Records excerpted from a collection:
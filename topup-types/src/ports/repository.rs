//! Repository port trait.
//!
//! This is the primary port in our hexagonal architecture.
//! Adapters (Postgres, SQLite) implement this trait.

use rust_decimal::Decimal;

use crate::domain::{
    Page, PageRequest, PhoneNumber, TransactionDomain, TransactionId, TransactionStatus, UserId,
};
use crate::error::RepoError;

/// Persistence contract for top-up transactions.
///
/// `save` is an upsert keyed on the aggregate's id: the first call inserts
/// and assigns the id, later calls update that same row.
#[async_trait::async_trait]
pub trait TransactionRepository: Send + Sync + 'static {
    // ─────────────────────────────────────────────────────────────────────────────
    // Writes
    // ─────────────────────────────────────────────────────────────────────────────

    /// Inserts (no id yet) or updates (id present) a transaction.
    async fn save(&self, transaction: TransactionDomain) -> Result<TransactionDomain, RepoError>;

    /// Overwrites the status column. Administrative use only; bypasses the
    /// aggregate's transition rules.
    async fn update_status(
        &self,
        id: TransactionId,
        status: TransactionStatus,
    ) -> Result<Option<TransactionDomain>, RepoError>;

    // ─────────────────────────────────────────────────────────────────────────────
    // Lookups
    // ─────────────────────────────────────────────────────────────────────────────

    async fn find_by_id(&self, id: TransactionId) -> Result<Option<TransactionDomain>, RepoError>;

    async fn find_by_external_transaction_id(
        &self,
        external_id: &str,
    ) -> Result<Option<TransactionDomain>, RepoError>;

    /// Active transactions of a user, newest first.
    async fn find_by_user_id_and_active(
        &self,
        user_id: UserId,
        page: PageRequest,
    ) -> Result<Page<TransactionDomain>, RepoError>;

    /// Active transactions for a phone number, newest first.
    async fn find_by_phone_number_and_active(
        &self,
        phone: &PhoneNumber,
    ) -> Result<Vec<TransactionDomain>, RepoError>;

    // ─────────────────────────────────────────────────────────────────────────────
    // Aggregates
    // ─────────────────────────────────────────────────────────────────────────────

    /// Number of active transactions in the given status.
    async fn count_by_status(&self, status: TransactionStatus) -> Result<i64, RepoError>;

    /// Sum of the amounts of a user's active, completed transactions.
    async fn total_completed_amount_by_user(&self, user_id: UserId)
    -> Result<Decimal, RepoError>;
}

What the task asks - Provide an exact transcription of every entry above.

Finished exercise -
filename topup-types/src/ports/repository.rs
//! Repository port trait.
//!
//! This is the primary port in our hexagonal architecture.
//! Adapters (Postgres, SQLite) implement this trait.

use rust_decimal::Decimal;

use crate::domain::{
    Page, PageRequest, PhoneNumber, TransactionDomain, TransactionId, TransactionStatus, UserId,
};
use crate::error::RepoError;

/// Persistence contract for top-up transactions.
///
/// `save` is an upsert keyed on the aggregate's id: the first call inserts
/// and assigns the id, later calls update that same row.
#[async_trait::async_trait]
pub trait TransactionRepository: Send + Sync + 'static {
    // ─────────────────────────────────────────────────────────────────────────────
    // Writes
    // ─────────────────────────────────────────────────────────────────────────────

    /// Inserts (no id yet) or updates (id present) a transaction.
    async fn save(&self, transaction: TransactionDomain) -> Result<TransactionDomain, RepoError>;

    /// Overwrites the status column. Administrative use only; bypasses the
    /// aggregate's transition rules.
    async fn update_status(
        &self,
        id: TransactionId,
        status: TransactionStatus,
    ) -> Result<Option<TransactionDomain>, RepoError>;

    // ─────────────────────────────────────────────────────────────────────────────
    // Lookups
    // ─────────────────────────────────────────────────────────────────────────────

    async fn find_by_id(&self, id: TransactionId) -> Result<Option<TransactionDomain>, RepoError>;

    async fn find_by_external_transaction_id(
        &self,
        external_id: &str,
    ) -> Result<Option<TransactionDomain>, RepoError>;

    /// Active transactions of a user, newest first.
    async fn find_by_user_id_and_active(
        &self,
        user_id: UserId,
        page: PageRequest,
    ) -> Result<Page<TransactionDomain>, RepoError>;

    /// Active transactions for a phone number, newest first.
    async fn find_by_phone_number_and_active(
        &self,
        phone: &PhoneNumber,
    ) -> Result<Vec<TransactionDomain>, RepoError>;

    // ─────────────────────────────────────────────────────────────────────────────
    // Aggregates
    // ─────────────────────────────────────────────────────────────────────────────

    /// Number of active transactions in the given status.
    async fn count_by_status(&self, status: TransactionStatus) -> Result<i64, RepoError>;

    /// Sum of the amounts of a user's active, completed transactions.
    async fn total_completed_amount_by_user(&self, user_id: UserId)
    -> Result<Decimal, RepoError>;
}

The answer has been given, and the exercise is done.